* **RECORDS SHOWN**:

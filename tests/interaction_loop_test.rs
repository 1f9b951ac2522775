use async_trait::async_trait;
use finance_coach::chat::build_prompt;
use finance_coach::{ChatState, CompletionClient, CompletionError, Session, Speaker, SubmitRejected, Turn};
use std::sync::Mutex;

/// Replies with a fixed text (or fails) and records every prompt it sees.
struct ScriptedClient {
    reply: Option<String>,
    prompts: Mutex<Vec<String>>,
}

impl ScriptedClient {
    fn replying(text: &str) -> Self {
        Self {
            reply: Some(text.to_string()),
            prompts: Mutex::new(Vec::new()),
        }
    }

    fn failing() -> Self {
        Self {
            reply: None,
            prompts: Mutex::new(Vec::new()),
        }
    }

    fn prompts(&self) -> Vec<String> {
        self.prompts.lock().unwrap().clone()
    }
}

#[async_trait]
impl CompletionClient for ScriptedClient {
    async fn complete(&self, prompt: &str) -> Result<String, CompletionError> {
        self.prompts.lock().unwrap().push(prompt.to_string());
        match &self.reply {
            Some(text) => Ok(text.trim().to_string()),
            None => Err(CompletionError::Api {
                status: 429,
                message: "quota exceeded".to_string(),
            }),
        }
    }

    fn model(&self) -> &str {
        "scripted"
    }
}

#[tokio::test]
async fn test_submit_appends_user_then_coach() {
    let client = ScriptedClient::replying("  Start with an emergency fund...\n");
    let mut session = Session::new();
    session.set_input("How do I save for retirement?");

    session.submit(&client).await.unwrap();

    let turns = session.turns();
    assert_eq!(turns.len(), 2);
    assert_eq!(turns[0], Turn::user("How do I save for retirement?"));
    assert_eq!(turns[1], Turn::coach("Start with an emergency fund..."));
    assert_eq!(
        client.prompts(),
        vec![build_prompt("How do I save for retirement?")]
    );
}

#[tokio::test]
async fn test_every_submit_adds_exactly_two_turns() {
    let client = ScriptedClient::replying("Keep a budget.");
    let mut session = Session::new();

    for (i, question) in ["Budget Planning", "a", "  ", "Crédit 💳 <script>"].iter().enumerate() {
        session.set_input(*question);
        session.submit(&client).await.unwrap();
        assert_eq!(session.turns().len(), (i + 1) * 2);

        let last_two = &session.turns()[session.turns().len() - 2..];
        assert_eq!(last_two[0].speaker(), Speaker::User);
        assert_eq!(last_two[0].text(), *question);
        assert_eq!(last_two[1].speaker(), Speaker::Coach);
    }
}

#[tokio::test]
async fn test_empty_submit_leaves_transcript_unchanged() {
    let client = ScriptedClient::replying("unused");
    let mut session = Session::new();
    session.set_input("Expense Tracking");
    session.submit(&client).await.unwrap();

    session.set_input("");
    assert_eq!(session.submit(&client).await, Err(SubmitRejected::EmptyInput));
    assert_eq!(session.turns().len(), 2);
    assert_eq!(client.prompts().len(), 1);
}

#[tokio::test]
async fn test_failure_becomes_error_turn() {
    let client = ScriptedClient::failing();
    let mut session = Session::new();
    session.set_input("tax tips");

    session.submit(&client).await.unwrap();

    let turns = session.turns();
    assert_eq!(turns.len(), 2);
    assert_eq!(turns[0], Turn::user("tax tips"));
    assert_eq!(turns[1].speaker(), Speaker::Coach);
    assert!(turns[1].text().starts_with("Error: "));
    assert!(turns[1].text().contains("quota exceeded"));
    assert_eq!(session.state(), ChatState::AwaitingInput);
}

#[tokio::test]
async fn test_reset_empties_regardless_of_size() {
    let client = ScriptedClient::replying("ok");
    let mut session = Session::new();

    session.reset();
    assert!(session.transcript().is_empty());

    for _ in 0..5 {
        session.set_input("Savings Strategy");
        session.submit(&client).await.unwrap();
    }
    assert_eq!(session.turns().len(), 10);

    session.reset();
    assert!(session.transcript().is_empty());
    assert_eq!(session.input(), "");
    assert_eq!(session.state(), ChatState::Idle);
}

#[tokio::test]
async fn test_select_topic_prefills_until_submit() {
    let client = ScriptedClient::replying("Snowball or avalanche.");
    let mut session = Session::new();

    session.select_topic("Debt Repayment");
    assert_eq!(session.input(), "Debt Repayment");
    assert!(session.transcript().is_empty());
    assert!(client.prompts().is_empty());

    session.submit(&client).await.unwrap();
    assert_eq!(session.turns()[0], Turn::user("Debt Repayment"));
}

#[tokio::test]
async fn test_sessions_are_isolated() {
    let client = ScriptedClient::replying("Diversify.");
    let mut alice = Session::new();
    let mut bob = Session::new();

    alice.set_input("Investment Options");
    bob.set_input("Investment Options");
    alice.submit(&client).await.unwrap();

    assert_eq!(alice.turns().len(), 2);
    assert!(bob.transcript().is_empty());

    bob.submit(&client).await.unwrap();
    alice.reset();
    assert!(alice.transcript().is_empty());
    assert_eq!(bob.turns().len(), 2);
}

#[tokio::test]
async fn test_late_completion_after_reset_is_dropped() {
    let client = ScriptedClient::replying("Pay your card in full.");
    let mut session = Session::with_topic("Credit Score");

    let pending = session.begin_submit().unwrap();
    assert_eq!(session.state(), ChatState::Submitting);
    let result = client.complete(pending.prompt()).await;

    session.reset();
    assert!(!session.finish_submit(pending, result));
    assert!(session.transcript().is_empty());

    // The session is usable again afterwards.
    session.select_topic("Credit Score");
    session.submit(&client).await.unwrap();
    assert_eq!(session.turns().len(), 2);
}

==

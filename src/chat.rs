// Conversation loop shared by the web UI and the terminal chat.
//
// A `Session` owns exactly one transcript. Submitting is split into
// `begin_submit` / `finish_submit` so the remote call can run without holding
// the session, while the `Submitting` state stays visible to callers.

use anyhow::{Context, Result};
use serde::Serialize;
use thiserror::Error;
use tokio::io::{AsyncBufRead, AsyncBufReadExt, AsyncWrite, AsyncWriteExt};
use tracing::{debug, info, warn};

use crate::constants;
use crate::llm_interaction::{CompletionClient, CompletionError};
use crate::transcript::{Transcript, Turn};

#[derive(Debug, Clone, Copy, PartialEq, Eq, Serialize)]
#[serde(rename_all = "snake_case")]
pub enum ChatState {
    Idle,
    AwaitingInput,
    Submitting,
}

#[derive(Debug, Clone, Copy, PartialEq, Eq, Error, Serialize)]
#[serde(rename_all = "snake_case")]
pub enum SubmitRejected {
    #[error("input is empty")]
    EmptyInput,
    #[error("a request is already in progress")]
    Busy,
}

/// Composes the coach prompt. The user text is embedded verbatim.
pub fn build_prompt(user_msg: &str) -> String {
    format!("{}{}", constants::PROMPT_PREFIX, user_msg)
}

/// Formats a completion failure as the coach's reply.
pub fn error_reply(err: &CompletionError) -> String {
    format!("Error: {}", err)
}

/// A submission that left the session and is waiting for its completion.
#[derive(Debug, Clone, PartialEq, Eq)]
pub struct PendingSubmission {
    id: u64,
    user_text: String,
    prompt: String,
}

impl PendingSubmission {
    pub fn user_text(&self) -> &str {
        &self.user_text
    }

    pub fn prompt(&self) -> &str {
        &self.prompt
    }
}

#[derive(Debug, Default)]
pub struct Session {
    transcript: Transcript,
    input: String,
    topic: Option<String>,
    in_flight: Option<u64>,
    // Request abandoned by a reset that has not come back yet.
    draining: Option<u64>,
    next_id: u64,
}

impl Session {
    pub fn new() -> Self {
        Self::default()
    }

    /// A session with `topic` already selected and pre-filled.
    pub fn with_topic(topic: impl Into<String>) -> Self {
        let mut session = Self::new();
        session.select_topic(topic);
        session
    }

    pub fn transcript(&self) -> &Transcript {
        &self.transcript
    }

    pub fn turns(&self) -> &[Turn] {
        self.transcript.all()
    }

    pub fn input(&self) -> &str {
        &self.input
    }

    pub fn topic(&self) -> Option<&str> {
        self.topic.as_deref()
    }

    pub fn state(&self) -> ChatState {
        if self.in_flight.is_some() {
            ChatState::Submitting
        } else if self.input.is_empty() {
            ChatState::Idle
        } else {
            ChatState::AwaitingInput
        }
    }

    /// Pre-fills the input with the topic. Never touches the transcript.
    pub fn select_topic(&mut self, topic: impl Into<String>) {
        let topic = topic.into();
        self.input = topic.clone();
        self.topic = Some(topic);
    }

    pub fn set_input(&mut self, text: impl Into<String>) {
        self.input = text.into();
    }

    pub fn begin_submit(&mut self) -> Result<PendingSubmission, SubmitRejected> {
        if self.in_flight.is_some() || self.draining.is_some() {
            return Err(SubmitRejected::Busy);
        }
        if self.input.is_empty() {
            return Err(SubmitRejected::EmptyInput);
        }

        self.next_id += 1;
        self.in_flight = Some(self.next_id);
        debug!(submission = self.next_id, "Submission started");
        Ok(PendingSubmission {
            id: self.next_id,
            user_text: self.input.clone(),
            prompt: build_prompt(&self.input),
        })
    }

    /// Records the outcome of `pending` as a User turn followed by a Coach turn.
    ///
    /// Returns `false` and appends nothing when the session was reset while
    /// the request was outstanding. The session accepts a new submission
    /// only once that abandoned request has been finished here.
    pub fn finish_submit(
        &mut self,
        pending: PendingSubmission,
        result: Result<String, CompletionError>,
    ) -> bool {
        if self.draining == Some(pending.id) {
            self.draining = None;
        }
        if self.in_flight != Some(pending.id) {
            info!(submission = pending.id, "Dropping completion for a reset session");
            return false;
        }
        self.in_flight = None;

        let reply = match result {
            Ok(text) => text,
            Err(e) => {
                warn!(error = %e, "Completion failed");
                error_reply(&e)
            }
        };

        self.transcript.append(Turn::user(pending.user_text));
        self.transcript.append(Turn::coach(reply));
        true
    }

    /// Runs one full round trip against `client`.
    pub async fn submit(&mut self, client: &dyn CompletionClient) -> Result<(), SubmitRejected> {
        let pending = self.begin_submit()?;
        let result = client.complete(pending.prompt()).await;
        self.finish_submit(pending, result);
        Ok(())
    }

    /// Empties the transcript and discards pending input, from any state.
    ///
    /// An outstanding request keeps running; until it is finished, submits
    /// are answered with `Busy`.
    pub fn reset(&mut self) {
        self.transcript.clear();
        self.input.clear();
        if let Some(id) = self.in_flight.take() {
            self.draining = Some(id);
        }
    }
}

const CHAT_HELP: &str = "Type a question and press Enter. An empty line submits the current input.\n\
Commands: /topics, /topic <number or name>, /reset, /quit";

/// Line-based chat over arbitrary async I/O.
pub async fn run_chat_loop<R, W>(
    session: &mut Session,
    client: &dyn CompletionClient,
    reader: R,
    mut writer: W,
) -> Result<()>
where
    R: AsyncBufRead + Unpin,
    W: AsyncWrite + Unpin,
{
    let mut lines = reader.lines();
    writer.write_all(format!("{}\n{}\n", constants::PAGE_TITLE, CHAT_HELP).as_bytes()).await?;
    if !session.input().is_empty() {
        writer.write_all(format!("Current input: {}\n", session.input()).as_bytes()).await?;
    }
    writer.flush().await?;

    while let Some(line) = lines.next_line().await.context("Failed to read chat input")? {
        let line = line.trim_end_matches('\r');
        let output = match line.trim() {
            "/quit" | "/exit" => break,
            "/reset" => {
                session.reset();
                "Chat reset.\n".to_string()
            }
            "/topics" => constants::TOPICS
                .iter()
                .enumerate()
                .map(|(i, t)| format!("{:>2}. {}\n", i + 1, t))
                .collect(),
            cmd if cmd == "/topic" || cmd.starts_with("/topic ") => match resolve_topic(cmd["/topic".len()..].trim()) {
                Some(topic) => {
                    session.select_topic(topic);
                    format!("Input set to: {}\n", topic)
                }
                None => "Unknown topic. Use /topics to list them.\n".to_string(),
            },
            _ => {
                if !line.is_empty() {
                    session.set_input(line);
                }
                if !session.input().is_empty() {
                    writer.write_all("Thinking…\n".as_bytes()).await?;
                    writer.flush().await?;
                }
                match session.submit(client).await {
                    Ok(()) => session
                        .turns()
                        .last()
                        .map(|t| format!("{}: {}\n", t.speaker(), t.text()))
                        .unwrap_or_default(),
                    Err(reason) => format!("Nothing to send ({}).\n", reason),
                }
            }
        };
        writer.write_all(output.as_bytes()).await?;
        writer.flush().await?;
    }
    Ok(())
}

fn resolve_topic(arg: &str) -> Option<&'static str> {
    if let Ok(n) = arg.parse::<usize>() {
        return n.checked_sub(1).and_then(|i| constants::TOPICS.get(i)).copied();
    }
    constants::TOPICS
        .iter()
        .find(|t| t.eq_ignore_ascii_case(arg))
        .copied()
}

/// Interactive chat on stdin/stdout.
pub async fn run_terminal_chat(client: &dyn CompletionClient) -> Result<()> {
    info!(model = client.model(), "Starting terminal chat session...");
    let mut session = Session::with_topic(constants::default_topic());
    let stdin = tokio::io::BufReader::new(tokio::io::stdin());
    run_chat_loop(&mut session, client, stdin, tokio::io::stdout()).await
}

==

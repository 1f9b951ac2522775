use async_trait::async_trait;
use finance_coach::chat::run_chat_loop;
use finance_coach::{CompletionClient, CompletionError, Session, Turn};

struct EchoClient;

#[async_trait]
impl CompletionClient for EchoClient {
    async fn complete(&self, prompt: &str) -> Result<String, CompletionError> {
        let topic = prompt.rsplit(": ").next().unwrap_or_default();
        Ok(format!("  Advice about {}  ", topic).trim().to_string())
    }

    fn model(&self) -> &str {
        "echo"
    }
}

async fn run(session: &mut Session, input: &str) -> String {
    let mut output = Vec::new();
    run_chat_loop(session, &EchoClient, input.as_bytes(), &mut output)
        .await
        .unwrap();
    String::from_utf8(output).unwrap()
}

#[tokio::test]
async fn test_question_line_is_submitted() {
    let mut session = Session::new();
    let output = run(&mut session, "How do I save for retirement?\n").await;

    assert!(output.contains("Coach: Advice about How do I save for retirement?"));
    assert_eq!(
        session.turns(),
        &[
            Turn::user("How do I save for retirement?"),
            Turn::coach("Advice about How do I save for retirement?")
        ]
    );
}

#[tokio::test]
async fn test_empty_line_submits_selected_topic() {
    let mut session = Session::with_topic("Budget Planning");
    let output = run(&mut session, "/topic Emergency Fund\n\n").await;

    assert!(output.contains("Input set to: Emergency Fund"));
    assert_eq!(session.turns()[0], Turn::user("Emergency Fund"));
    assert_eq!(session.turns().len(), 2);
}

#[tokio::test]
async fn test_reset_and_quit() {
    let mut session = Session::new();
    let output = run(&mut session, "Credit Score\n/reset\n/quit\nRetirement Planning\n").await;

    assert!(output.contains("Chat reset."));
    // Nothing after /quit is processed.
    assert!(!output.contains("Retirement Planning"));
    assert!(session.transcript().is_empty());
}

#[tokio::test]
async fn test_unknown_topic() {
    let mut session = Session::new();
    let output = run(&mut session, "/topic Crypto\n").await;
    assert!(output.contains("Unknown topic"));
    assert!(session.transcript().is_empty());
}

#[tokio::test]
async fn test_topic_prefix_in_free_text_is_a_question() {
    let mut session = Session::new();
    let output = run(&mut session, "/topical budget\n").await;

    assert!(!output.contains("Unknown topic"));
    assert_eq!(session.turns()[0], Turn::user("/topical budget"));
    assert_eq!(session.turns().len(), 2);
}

* **AIM OF THE TASK**:
Identify the lines above that contain the word "Options", then copy them.

* **RESPONSE AREA**:
    alice.set_input("Investment Options");
    bob.set_input("Investment Options");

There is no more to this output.